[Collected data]
++++++++++

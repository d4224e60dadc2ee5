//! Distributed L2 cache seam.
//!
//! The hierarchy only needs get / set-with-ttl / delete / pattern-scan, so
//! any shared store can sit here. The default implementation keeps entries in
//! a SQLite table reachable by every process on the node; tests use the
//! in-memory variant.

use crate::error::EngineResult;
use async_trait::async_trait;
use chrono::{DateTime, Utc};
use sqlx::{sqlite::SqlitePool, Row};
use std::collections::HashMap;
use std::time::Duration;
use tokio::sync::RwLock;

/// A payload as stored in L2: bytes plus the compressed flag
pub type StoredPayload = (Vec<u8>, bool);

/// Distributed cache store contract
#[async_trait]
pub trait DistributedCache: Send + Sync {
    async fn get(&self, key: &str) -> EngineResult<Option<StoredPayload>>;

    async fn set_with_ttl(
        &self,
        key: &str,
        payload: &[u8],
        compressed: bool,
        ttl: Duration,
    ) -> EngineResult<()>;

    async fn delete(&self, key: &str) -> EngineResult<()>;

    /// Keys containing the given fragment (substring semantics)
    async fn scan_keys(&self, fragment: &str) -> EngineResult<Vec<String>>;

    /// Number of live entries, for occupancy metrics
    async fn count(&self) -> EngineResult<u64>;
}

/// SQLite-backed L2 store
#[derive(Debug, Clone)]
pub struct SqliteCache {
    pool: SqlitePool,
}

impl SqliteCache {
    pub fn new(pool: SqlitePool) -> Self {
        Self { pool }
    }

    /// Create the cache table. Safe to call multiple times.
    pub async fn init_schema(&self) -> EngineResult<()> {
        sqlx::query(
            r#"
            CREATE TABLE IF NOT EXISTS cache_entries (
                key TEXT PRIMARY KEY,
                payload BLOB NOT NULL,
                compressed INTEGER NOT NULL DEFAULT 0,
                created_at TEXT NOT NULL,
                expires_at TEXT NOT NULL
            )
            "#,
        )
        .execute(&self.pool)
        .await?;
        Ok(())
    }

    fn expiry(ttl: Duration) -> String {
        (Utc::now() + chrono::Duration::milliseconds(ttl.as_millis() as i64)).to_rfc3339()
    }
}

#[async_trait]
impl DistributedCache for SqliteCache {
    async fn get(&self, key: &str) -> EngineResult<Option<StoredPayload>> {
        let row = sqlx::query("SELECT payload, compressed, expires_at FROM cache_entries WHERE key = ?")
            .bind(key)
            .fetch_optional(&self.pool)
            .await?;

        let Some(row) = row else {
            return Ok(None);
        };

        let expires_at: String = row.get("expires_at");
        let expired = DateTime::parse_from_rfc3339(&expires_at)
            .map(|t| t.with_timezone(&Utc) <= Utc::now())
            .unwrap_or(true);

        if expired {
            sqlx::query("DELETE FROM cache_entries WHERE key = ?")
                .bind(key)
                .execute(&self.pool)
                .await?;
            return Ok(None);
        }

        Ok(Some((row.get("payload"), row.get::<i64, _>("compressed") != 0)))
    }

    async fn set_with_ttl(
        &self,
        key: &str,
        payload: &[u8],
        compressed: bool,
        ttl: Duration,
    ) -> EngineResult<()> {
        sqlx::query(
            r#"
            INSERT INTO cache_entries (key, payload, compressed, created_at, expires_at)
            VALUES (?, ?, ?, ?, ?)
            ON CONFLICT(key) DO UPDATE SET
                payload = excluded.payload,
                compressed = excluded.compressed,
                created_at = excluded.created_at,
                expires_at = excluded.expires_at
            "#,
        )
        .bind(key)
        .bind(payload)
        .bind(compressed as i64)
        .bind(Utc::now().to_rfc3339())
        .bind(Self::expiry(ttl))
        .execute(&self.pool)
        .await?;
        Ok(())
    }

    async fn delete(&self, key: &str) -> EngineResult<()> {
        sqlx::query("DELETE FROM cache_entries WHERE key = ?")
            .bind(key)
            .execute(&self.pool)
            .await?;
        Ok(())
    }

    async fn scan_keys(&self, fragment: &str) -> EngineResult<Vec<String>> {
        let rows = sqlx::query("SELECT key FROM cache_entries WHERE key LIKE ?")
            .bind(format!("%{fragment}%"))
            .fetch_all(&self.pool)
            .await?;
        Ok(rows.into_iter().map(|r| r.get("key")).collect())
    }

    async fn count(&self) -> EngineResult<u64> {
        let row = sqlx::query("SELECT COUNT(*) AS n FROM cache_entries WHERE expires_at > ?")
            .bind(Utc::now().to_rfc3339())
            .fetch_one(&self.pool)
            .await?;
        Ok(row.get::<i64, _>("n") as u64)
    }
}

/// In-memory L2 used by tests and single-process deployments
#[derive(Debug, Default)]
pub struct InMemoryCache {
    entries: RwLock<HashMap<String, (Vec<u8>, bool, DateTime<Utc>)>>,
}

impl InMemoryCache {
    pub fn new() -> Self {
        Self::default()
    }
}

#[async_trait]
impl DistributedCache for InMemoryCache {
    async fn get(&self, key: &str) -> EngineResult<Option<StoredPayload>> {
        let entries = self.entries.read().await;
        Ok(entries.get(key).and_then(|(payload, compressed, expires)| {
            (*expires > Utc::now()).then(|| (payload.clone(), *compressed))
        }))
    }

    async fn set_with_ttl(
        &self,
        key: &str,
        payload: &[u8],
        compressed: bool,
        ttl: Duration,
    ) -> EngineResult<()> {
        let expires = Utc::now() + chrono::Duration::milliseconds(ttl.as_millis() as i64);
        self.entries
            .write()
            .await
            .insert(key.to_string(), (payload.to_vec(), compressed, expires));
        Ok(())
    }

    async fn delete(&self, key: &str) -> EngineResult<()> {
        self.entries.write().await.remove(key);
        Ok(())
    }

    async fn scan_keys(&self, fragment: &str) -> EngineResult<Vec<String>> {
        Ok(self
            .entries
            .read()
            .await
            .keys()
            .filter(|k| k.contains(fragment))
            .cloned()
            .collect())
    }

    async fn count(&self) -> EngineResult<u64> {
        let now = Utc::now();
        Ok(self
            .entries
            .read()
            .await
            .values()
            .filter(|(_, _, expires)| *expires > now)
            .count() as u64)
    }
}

++++++++++

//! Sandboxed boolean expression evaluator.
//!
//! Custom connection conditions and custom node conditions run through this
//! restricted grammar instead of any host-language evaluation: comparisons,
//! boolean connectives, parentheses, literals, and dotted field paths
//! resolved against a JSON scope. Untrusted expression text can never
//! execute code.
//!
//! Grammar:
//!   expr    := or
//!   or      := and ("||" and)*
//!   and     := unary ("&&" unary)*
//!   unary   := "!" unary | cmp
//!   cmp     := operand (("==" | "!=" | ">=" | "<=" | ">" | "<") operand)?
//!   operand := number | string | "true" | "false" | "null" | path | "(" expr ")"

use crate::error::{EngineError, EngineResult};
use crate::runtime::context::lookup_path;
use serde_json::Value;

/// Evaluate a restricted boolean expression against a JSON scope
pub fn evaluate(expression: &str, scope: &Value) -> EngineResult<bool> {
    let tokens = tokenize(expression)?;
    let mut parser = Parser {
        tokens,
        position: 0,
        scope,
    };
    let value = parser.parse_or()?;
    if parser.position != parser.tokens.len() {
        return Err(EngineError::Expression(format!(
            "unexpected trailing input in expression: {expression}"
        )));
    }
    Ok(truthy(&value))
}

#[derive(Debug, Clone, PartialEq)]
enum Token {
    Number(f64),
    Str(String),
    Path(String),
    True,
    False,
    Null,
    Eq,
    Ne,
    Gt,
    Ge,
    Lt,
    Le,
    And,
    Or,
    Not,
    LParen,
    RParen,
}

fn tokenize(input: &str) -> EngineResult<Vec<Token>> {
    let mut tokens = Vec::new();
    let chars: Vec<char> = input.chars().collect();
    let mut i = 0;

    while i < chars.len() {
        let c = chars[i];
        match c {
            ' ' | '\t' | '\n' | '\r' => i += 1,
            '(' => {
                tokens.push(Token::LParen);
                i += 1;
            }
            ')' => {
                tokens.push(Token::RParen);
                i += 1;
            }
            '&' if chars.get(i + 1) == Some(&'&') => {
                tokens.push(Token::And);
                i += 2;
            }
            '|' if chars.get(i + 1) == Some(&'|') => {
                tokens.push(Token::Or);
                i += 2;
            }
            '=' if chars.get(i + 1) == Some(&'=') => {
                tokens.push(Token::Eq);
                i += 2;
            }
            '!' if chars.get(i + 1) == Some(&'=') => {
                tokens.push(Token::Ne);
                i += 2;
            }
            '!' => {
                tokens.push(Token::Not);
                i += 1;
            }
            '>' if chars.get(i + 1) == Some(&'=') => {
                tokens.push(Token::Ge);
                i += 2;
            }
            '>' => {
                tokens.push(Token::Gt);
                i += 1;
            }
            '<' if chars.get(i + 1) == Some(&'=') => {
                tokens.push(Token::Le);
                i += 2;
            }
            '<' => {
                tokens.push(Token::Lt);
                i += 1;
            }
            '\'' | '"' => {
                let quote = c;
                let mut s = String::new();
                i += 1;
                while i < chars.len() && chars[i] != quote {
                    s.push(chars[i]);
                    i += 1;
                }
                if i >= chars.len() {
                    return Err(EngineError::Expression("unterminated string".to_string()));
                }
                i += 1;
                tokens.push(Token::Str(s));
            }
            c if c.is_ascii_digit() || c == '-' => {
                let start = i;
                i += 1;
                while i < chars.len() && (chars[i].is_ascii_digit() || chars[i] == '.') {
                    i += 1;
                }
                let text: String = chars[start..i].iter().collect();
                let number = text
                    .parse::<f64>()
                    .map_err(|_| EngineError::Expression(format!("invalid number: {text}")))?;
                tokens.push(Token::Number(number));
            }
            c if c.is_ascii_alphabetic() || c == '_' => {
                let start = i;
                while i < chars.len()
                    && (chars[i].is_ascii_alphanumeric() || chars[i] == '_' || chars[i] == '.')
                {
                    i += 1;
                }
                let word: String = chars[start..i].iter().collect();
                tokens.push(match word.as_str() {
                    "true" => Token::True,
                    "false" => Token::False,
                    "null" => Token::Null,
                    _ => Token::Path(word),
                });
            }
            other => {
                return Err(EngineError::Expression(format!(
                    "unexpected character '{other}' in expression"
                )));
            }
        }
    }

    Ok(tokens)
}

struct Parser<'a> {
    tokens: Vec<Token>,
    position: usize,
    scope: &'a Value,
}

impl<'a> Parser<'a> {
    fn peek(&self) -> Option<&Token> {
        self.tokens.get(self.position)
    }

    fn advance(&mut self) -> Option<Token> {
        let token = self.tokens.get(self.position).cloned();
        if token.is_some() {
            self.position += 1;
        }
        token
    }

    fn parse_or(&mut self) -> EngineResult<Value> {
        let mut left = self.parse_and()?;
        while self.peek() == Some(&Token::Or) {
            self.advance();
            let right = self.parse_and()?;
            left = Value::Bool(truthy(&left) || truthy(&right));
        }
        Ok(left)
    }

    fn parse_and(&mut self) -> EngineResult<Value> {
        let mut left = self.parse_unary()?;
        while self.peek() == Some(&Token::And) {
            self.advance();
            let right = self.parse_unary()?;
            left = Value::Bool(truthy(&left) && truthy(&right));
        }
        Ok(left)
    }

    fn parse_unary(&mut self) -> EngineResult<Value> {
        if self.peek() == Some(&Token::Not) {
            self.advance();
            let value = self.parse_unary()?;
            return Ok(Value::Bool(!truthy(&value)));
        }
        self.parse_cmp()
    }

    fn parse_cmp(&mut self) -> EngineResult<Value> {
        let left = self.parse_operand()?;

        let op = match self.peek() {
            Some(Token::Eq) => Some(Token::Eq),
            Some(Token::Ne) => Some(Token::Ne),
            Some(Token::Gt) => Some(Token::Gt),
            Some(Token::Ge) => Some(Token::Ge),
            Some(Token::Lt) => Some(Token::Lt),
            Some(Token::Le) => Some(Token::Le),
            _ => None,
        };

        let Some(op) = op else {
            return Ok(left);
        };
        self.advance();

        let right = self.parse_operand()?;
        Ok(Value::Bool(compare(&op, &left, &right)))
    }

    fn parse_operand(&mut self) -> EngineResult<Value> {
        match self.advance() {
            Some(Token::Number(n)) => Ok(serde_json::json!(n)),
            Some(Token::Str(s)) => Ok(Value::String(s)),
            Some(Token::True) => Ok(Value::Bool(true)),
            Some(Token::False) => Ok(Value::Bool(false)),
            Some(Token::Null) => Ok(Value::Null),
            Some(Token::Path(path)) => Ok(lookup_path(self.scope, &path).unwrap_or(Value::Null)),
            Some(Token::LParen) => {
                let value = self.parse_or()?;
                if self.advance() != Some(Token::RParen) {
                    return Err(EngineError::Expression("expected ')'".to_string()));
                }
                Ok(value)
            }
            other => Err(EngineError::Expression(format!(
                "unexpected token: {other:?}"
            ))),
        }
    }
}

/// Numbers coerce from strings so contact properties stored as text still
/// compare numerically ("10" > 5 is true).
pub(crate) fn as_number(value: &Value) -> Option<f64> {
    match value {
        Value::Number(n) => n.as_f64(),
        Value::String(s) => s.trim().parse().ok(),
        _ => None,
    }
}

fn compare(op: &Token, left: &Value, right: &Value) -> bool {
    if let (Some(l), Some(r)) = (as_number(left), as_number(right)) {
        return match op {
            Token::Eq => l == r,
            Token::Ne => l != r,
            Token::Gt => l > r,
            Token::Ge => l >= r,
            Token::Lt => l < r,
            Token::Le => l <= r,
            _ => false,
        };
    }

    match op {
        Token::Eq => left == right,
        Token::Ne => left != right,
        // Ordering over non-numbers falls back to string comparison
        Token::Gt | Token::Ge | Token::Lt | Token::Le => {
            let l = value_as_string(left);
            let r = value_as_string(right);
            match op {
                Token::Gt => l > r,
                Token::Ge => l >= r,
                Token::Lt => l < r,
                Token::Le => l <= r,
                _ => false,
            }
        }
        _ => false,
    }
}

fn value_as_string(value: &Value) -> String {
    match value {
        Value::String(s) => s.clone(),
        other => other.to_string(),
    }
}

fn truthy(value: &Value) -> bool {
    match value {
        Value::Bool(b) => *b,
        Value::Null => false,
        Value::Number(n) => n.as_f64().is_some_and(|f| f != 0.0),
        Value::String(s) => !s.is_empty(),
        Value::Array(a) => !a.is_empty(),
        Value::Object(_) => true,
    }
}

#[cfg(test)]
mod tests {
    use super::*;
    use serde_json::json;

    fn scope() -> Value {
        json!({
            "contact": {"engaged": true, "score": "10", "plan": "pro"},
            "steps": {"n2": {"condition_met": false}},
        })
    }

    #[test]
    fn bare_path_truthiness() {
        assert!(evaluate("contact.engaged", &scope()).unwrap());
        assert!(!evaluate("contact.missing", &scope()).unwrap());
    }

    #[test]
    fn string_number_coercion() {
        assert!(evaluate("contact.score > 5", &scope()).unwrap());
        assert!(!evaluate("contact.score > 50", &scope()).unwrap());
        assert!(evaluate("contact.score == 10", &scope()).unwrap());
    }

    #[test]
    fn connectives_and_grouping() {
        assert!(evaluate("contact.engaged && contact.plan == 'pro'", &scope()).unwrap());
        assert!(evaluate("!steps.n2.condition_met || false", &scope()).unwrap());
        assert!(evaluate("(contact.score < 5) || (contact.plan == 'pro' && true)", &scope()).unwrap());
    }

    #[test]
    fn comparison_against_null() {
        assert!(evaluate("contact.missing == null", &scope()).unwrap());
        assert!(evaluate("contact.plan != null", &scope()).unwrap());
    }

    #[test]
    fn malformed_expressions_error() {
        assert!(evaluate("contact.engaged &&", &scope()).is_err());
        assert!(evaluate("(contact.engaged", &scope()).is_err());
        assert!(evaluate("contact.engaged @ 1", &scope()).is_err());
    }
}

++++++++++

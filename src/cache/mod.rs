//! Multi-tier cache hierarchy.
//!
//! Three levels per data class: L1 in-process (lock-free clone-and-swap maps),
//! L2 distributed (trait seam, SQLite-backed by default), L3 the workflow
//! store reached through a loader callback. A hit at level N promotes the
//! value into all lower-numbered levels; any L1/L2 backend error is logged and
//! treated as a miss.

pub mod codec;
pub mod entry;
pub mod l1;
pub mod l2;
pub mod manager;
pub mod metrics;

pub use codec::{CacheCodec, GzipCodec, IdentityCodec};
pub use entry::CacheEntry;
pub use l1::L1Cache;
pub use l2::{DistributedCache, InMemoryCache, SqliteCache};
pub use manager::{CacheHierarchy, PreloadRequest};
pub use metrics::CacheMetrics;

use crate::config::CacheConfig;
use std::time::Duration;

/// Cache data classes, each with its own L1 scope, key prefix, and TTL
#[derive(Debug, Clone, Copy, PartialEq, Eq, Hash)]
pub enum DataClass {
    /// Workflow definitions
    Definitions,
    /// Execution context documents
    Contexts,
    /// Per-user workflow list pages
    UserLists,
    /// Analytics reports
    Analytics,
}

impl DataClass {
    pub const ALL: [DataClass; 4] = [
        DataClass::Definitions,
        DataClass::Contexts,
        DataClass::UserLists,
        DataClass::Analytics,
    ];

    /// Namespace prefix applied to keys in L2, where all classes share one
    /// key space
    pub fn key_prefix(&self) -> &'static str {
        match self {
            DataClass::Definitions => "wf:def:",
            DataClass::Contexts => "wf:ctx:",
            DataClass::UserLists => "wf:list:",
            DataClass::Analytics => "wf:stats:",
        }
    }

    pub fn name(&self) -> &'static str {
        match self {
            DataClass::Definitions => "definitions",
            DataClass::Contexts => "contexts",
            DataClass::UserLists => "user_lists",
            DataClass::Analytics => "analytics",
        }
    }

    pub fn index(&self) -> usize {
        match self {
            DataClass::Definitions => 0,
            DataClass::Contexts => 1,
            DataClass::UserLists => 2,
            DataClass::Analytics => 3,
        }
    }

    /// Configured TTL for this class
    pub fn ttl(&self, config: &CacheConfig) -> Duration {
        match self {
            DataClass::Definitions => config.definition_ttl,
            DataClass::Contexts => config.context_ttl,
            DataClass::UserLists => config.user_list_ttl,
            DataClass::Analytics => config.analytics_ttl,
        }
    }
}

++++++++++

Scan the lines above for "repository d4224e60dadc2ee5" and for "use crate::error::EngineResult;". Repeat exactly the line holding each of them and every line in between.

EXPECTED ANSWER:
repository d4224e60dadc2ee5
//! Distributed L2 cache seam.
//!
//! The hierarchy only needs get / set-with-ttl / delete / pattern-scan, so
//! any shared store can sit here. The default implementation keeps entries in
//! a SQLite table reachable by every process on the node; tests use the
//! in-memory variant.

use crate::error::EngineResult;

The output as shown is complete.